- Opening Delimiter -
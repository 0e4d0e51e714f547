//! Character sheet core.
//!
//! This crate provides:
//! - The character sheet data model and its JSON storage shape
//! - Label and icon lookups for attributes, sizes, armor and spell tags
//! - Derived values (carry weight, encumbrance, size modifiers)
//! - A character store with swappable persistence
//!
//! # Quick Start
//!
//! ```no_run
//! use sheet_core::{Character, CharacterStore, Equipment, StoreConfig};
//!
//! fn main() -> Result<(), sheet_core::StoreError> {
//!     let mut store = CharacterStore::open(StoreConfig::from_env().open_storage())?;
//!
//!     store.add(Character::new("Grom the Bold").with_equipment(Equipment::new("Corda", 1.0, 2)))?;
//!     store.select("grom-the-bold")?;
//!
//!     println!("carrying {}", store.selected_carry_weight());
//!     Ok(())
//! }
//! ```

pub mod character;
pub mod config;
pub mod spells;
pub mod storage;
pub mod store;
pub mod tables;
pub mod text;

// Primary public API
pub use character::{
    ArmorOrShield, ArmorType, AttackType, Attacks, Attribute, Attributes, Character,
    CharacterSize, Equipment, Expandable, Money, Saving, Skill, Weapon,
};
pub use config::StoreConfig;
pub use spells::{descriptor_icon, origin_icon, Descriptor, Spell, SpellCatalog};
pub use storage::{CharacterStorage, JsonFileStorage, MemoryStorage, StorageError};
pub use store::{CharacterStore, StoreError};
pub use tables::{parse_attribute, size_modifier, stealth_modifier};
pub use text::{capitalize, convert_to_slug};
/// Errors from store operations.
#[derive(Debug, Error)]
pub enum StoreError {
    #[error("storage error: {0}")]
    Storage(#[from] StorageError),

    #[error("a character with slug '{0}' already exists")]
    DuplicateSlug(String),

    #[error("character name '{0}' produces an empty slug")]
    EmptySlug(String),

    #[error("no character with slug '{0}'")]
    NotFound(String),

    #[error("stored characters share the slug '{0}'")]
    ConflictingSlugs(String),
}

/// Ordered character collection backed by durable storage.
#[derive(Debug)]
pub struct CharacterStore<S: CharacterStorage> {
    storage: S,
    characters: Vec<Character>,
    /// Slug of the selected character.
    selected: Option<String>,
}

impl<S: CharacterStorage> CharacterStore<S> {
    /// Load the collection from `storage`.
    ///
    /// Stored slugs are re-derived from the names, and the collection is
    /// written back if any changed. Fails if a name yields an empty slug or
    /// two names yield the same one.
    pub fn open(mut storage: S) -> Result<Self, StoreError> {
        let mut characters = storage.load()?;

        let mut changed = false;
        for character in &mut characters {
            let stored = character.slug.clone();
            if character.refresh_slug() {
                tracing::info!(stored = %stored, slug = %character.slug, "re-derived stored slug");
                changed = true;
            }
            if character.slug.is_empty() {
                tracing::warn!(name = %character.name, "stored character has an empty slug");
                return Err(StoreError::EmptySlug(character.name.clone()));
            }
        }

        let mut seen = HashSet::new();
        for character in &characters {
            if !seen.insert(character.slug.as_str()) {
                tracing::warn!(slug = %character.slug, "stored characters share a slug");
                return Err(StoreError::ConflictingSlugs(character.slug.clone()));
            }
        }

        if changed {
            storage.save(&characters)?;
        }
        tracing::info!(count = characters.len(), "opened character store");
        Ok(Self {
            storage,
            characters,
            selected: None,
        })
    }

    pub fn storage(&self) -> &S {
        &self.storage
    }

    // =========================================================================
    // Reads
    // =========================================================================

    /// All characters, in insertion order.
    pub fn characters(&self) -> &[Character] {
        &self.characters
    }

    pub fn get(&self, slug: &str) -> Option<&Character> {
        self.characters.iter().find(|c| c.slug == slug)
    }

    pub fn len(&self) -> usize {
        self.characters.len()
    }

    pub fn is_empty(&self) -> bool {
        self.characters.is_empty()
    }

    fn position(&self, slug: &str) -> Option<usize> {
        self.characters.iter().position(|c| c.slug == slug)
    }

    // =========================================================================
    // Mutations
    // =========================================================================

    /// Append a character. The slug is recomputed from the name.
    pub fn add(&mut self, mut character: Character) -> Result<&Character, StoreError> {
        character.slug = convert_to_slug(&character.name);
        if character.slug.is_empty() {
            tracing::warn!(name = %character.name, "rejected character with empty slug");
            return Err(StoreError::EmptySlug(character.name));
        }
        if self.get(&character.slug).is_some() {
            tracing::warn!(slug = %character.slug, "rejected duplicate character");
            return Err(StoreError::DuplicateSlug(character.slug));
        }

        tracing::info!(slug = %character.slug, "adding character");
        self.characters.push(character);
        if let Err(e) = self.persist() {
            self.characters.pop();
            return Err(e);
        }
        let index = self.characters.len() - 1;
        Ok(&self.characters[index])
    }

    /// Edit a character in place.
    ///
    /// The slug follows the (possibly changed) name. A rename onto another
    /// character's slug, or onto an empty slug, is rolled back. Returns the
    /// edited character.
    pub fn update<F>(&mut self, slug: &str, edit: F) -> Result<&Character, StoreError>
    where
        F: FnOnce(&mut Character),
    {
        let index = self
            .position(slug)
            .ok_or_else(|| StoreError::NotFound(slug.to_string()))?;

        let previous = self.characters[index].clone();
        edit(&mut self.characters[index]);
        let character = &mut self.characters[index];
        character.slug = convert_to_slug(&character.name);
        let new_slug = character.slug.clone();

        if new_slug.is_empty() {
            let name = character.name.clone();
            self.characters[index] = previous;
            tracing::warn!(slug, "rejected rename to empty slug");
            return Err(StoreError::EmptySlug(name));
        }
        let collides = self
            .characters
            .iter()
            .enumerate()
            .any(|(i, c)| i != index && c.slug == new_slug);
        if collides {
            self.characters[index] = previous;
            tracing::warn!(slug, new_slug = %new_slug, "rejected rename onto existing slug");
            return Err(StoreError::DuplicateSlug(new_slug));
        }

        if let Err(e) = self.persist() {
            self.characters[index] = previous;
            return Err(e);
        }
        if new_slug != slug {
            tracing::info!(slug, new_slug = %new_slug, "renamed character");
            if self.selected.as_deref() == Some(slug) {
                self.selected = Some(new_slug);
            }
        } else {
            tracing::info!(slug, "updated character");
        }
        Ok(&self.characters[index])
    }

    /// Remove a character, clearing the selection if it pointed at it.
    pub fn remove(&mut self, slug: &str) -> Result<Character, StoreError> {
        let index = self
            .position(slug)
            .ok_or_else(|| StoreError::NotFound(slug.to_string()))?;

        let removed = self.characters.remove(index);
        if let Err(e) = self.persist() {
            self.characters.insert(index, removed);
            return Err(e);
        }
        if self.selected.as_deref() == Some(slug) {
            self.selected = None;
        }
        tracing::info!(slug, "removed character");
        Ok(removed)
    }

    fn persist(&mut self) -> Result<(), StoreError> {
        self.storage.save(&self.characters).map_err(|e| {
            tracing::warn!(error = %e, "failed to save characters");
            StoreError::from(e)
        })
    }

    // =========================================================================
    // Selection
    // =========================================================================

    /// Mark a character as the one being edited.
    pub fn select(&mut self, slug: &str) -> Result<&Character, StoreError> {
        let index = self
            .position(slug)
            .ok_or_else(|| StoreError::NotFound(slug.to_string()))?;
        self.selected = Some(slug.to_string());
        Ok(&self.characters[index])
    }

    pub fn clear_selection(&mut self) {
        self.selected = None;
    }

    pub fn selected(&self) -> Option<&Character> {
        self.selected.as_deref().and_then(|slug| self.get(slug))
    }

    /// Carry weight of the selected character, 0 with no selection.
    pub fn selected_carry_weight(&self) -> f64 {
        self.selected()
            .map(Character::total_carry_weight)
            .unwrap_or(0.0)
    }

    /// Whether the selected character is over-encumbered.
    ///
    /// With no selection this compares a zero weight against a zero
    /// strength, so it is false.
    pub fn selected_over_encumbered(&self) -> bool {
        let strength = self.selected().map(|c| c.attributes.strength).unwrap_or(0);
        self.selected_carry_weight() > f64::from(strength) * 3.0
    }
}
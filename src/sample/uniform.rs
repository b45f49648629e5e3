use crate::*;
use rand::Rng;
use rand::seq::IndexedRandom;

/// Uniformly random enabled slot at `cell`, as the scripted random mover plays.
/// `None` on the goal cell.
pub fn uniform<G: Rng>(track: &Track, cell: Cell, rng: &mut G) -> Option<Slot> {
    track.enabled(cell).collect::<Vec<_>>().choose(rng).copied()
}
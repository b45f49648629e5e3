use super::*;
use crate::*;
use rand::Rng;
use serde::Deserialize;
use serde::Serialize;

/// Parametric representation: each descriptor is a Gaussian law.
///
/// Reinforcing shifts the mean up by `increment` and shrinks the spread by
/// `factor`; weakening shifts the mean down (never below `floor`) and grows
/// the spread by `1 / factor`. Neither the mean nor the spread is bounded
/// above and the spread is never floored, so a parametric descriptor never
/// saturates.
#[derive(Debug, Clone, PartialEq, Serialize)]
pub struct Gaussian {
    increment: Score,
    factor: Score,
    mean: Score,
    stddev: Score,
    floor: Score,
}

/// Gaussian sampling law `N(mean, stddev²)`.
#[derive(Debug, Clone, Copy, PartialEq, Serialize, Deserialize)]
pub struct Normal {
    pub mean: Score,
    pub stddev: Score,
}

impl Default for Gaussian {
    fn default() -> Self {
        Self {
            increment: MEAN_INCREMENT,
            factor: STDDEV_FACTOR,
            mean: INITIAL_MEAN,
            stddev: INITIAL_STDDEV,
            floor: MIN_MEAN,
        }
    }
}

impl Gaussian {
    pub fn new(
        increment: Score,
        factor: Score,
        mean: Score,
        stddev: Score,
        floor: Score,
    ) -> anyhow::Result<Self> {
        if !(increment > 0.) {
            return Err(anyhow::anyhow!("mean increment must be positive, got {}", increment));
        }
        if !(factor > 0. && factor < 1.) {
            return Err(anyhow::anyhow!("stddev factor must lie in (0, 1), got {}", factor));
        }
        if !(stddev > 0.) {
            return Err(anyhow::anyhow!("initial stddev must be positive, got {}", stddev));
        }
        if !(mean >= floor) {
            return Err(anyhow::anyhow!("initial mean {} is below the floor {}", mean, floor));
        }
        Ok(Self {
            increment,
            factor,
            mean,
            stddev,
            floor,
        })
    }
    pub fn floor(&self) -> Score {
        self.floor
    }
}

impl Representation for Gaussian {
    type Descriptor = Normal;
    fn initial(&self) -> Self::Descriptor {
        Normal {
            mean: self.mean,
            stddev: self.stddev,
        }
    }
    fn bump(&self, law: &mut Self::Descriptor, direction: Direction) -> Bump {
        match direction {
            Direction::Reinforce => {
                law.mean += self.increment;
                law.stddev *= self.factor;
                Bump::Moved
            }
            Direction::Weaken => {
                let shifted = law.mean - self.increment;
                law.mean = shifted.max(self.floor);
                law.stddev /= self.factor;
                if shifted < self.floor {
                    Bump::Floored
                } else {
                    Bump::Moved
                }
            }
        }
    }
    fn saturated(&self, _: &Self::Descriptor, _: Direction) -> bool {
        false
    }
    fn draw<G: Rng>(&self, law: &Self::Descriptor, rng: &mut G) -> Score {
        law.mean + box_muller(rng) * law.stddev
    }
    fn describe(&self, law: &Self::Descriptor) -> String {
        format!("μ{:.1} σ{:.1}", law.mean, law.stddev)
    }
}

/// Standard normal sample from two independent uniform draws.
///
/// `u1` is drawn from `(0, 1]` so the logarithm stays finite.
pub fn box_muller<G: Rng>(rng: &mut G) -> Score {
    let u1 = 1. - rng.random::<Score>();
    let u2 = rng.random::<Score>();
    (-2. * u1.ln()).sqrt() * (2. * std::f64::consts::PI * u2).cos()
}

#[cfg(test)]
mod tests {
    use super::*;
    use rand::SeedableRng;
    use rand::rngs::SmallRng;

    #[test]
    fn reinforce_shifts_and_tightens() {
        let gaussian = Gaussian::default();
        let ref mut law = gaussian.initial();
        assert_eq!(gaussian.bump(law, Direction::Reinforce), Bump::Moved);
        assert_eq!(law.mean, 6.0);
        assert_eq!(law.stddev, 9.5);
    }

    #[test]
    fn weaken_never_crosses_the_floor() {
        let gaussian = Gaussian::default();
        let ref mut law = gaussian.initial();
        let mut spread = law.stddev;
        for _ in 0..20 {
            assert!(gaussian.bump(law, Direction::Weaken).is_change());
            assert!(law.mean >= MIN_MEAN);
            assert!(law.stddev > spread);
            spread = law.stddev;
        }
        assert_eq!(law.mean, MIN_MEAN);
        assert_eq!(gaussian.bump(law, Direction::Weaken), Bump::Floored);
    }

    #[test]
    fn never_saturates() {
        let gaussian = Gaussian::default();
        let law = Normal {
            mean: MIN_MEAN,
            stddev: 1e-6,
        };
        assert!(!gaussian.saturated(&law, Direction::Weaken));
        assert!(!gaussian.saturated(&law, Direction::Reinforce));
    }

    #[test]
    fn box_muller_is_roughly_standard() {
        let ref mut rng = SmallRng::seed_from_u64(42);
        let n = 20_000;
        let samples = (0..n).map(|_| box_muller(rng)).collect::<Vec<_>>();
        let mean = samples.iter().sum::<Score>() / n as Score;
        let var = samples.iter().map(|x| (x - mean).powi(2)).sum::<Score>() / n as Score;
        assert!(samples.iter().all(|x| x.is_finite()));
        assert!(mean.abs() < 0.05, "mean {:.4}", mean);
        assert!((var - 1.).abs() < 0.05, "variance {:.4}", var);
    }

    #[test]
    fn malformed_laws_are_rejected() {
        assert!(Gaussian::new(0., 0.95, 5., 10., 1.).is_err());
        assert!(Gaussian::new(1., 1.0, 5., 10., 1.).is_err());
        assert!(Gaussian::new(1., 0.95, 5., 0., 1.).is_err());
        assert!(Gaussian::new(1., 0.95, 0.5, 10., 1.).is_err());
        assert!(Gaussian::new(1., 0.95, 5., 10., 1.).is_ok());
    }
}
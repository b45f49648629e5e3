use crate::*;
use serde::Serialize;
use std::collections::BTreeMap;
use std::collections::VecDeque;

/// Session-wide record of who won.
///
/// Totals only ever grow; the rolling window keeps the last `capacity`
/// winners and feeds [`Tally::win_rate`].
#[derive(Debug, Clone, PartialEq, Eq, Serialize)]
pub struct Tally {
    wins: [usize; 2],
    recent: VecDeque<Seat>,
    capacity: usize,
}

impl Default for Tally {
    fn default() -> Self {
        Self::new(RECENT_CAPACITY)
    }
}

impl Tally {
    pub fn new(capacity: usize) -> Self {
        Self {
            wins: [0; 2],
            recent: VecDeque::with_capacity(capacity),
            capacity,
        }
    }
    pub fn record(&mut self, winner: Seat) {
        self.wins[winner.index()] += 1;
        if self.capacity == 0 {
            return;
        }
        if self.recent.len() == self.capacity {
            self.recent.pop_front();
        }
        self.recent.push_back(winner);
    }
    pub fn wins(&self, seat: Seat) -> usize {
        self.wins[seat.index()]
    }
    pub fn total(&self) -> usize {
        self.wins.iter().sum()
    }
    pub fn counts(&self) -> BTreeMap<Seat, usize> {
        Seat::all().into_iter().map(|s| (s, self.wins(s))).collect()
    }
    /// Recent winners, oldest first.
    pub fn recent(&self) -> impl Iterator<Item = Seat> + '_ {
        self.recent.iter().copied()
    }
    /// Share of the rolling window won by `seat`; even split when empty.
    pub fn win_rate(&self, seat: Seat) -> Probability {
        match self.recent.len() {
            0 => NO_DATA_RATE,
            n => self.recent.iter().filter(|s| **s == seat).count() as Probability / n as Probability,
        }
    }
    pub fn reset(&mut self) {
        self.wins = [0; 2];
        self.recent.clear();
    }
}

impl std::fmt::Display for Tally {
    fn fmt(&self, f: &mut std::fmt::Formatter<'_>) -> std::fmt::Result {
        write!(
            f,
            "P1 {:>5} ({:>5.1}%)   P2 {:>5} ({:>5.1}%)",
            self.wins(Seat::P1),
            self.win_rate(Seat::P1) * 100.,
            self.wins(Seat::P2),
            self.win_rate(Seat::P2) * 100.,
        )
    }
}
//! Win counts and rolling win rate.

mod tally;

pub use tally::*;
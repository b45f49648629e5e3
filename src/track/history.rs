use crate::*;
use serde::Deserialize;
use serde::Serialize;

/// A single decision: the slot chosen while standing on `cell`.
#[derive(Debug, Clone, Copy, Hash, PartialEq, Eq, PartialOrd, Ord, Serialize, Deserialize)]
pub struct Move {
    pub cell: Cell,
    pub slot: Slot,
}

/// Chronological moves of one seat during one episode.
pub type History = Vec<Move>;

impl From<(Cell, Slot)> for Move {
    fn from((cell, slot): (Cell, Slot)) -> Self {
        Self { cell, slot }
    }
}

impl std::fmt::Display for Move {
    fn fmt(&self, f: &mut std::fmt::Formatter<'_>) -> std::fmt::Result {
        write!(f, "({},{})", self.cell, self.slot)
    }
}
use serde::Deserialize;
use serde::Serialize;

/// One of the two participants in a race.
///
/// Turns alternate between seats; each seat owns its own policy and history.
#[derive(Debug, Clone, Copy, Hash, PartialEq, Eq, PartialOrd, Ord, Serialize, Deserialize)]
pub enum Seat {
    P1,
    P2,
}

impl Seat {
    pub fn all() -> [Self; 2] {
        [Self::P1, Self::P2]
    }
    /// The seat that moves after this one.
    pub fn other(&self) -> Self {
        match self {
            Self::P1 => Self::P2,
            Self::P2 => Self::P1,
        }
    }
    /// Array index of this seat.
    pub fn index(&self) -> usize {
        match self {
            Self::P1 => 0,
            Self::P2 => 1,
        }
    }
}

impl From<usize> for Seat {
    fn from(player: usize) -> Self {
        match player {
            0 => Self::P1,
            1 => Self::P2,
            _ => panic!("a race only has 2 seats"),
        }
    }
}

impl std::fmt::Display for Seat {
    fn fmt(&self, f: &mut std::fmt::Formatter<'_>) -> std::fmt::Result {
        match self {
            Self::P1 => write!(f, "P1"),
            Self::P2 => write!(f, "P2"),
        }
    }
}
- Closing Delimiter -
THE PROBLEM: Report each line in the preceding entries that holds the string "changed".

WRITTEN RESPONSE:
    /// written back if any changed. Fails if a name yields an empty slug or
        let mut changed = false;
                changed = true;
        if changed {
    /// The slug follows the (possibly changed) name. A rename onto another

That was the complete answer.